The programming, therefore, seems to be fairly flexible.  While some people, such as Pinker, have made a case for there being something akin to human nature, it is weak and limited.

So we can look at the programming.  Cultural, sociological and personal factors are all going to have impacts.  Like Vex stated, GI-GO.  The more homogenized the inputs are, the closer in terms of worldview and identity people are going to become.  In the past, this was limited at the more cultural level by a lack of mass media.  Today, this may be offset by the ability to mostly choose your own media.  But by and large, people have the same experiences.  They go to the same sort of schools, learn the same sort of things from similarly trained teachers, before going to the same sort of homes to eat the same sort of dinners while watching the same sort of shows.

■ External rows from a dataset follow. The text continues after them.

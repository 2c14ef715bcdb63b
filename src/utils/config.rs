use serde::{Deserialize, Serialize};
use std::fs;
use std::net::IpAddr;
use std::path::Path;
use thiserror::Error;
use tracing::{debug, info};

use crate::algorithms::locator::TdoaLocator;

/// Complete locator configuration, one JSON document
#[derive(Debug, Clone, Default, PartialEq, Serialize, Deserialize)]
#[serde(default)]
pub struct LocatorConfig {
    /// Solver settings (arm preference, rank tolerance, refiner limits)
    pub solver: TdoaLocator,
    /// Input document handling
    pub input: InputConfig,
    /// Batch and benchmark runs
    pub batch: BatchConfig,
    /// HTTP service
    pub server: ServerConfig,
}

#[derive(Debug, Clone, PartialEq, Serialize, Deserialize)]
#[serde(default)]
pub struct InputConfig {
    /// Multiplier applied to every timestamp at parse time; use
    /// `SPEED_OF_LIGHT` when timestamps are given in seconds
    pub timestamp_scale: f64,
}

impl Default for InputConfig {
    fn default() -> Self {
        Self { timestamp_scale: 1.0 }
    }
}

#[derive(Debug, Clone, PartialEq, Serialize, Deserialize)]
#[serde(default)]
pub struct BatchConfig {
    /// Number of consecutive rounds averaged per solve
    pub window_size: usize,
    /// Solve records on the rayon thread pool
    pub parallel: bool,
}

impl Default for BatchConfig {
    fn default() -> Self {
        Self {
            window_size: 1,
            parallel: false,
        }
    }
}

#[derive(Debug, Clone, PartialEq, Serialize, Deserialize)]
#[serde(default)]
pub struct ServerConfig {
    pub ip_address: String,
    pub port: u16,
    /// Route of the locate endpoint
    pub api_endpoint: String,
    /// Worker threads of the async runtime
    pub thread_num: usize,
}

impl Default for ServerConfig {
    fn default() -> Self {
        Self {
            ip_address: "0.0.0.0".to_string(),
            port: 8095,
            api_endpoint: "/locate".to_string(),
            thread_num: 8,
        }
    }
}

impl ServerConfig {
    /// `ip:port` socket address string
    pub fn bind_address(&self) -> String {
        format!("{}:{}", self.ip_address, self.port)
    }
}

/// Configuration errors
#[derive(Debug, Clone, PartialEq, Error)]
pub enum ConfigError {
    #[error("Invalid parameter '{parameter}' = '{value}': {reason}")]
    InvalidParameter {
        parameter: String,
        value: String,
        reason: String,
    },

    #[error("I/O error: {message}")]
    IoError { message: String },

    #[error("Serialization error: {message}")]
    SerializationError { message: String },
}

impl ConfigError {
    fn invalid(parameter: &str, value: impl ToString, reason: &str) -> Self {
        ConfigError::InvalidParameter {
            parameter: parameter.to_string(),
            value: value.to_string(),
            reason: reason.to_string(),
        }
    }
}

/// Configuration validation result
#[derive(Debug, Default)]
pub struct ValidationResult {
    pub is_valid: bool,
    pub errors: Vec<ConfigError>,
    pub warnings: Vec<String>,
}

/// Loads, validates and saves a [`LocatorConfig`]
#[derive(Debug, Default)]
pub struct ConfigurationManager {
    config: LocatorConfig,
    config_file_path: Option<String>,
    is_modified: bool,
}

impl ConfigurationManager {
    /// Manager holding the default configuration
    pub fn new() -> Self {
        Self::default()
    }

    pub fn from_file<P: AsRef<Path>>(path: P) -> Result<Self, ConfigError> {
        let mut manager = Self::new();
        manager.load_from_file(path)?;
        Ok(manager)
    }

    pub fn config(&self) -> &LocatorConfig {
        &self.config
    }

    /// Mutable access for command-line overrides; marks the manager modified
    pub fn config_mut(&mut self) -> &mut LocatorConfig {
        self.is_modified = true;
        &mut self.config
    }

    /// Replace the configuration after validating it
    pub fn update_config(&mut self, config: LocatorConfig) -> Result<(), ConfigError> {
        Self::first_error(Self::validate(&config))?;
        self.config = config;
        self.is_modified = true;
        Ok(())
    }

    pub fn into_config(self) -> LocatorConfig {
        self.config
    }

    pub fn is_modified(&self) -> bool {
        self.is_modified
    }

    /// Load and validate a JSON configuration file; missing sections keep their defaults
    pub fn load_from_file<P: AsRef<Path>>(&mut self, path: P) -> Result<(), ConfigError> {
        let path_str = path.as_ref().to_string_lossy().to_string();

        let content = fs::read_to_string(&path).map_err(|e| ConfigError::IoError {
            message: format!("Failed to read config file '{}': {}", path_str, e),
        })?;

        let config: LocatorConfig = serde_json::from_str(&content).map_err(|e| ConfigError::SerializationError {
            message: format!("Failed to parse config file '{}': {}", path_str, e),
        })?;

        let validation = Self::validate(&config);
        for warning in &validation.warnings {
            info!(path = %path_str, "{}", warning);
        }
        Self::first_error(validation)?;

        debug!(path = %path_str, "configuration loaded");
        self.config = config;
        self.config_file_path = Some(path_str);
        self.is_modified = false;
        Ok(())
    }

    pub fn save_to_file<P: AsRef<Path>>(&mut self, path: P) -> Result<(), ConfigError> {
        let path_str = path.as_ref().to_string_lossy().to_string();

        let content = serde_json::to_string_pretty(&self.config).map_err(|e| ConfigError::SerializationError {
            message: format!("Failed to serialize config: {}", e),
        })?;

        fs::write(&path, content).map_err(|e| ConfigError::IoError {
            message: format!("Failed to write config file '{}': {}", path_str, e),
        })?;

        self.config_file_path = Some(path_str);
        self.is_modified = false;
        Ok(())
    }

    /// Save to the file the configuration was loaded from
    pub fn save(&mut self) -> Result<(), ConfigError> {
        match self.config_file_path.clone() {
            Some(path) => self.save_to_file(path),
            None => Err(ConfigError::IoError {
                message: "No file path set for saving configuration".to_string(),
            }),
        }
    }

    /// Check every section and collect all problems
    pub fn validate(config: &LocatorConfig) -> ValidationResult {
        let mut errors = Vec::new();
        let mut warnings = Vec::new();

        let scale = config.input.timestamp_scale;
        if !scale.is_finite() || scale <= 0.0 {
            errors.push(ConfigError::invalid("input.timestamp_scale", scale, "must be a positive finite number"));
        }

        if config.batch.window_size == 0 {
            errors.push(ConfigError::invalid("batch.window_size", 0, "must be at least 1"));
        }

        let server = &config.server;
        if server.ip_address.parse::<IpAddr>().is_err() {
            errors.push(ConfigError::invalid("server.ip_address", &server.ip_address, "not an IP address"));
        }
        if server.port == 0 {
            errors.push(ConfigError::invalid("server.port", 0, "must be non-zero"));
        }
        if !server.api_endpoint.starts_with('/') {
            errors.push(ConfigError::invalid("server.api_endpoint", &server.api_endpoint, "must start with '/'"));
        }
        if server.thread_num == 0 {
            errors.push(ConfigError::invalid("server.thread_num", 0, "must be at least 1"));
        }

        let rank_tolerance = config.solver.linear.rank_tolerance;
        if !(rank_tolerance > 0.0 && rank_tolerance < 1.0) {
            errors.push(ConfigError::invalid(
                "solver.linear.rank_tolerance",
                rank_tolerance,
                "must lie in (0, 1)",
            ));
        }

        let refiner = &config.solver.refiner;
        if refiner.max_iterations == 0 {
            errors.push(ConfigError::invalid("solver.refiner.max_iterations", 0, "must be at least 1"));
        } else if refiner.max_iterations > 1000 {
            warnings.push(format!(
                "solver.refiner.max_iterations = {} allows very long refinements",
                refiner.max_iterations
            ));
        }
        for (name, value) in [
            ("solver.refiner.function_tolerance", refiner.function_tolerance),
            ("solver.refiner.gradient_tolerance", refiner.gradient_tolerance),
            ("solver.refiner.parameter_tolerance", refiner.parameter_tolerance),
        ] {
            if !value.is_finite() || value < 0.0 {
                errors.push(ConfigError::invalid(name, value, "must be a non-negative finite number"));
            }
        }
        if !refiner.initial_damping.is_finite() || refiner.initial_damping <= 0.0 {
            errors.push(ConfigError::invalid(
                "solver.refiner.initial_damping",
                refiner.initial_damping,
                "must be a positive finite number",
            ));
        }

        ValidationResult {
            is_valid: errors.is_empty(),
            errors,
            warnings,
        }
    }

    fn first_error(validation: ValidationResult) -> Result<(), ConfigError> {
        match validation.errors.into_iter().next() {
            Some(error) => Err(error),
            None => Ok(()),
        }
    }
}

The inputs are the same.  The only chance they have for differentiation is to either change the inputs, or hope they get some decent personal ones, from family and close friends.


Indeed, also, the rise of mass media has made it commonplace for all of us to see people that have different tribal views... and the monkey hates them.
- I don't see race. I just see cars going around in a circle.

"Back in my day, crazy meant something. Now everyone is crazy" - Charlie Manson

P3nT4gR4m

Quote from: singer on July 17, 2008, 01:42:37 PM
Quote from: Cain on July 16, 2008, 08:43:26 PM
The inputs are the same.  The only chance they have for differentiation is to either change the inputs, or hope they get some decent personal ones, from family and close friends.

In either event the input changes will work more reliably on younger systems.

I demand you make a post in the introductions fread, this instant!  :argh!:

I'm up to my arse in Brexit Numpties, but I want more.  Target-rich environments are the new sexy.
Not actually a meat product.
Ass-Kicking & Foot-Stomping Ancient Master of SHIT FUCK FUCK FUCK
Awful and Bent Behemothic Results of Last Night's Painful Squat.
High Altitude Haggis-Filled Sex Bucket From Beyond Time and Space.
Internet Monkey Person of Filthy and Immoral Pygmy-Porn Wart Contagion
Octomom Auxillary Heat Exchanger Repairman
walking the fine line line between genius and batshit fucking crazy

"computation is a pattern in the spacetime arrangement of particles, and it's not the particles but the pattern that really matters! Matter doesn't matter." -- Max Tegmark

Adios

Quote from: P3nT4gR4m on July 17, 2008, 02:02:03 PM
Quote from: singer on July 17, 2008, 01:42:37 PM
Quote from: Cain on July 16, 2008, 08:43:26 PM
The inputs are the same.  The only chance they have for differentiation is to either change the inputs, or hope they get some decent personal ones, from family and close friends.

In either event the input changes will work more reliably on younger systems.

I demand you make a post in the introductions fread, this instant!  :argh!:

singer is O.K.

LMNO

It also seems that while the choices narrow, the perception of choice expands.

A grocery isle with 20 brands of cereal.  Ingredients: corn, sugar.

Our choices today consist of cosmetic things.  We think we are different because my T-shirt says Adidas, and yours says Nike.

Meanwhile, the fundamental choices we can make have become limited through various social, political, and economic means.


tyrannosaurus vex

Truth. For example - how many times have you been at a lower-end department store looking for a shirt or something, and finding nothing because everything has to have some logo or advertisement or one-liner all over it? I know that happens to me quite a bit. People are generally "individuals" within an increasingly narrowing definition of what is acceptably unique.
Evil and Unfeeling Arse-Flenser From The City of the Damned.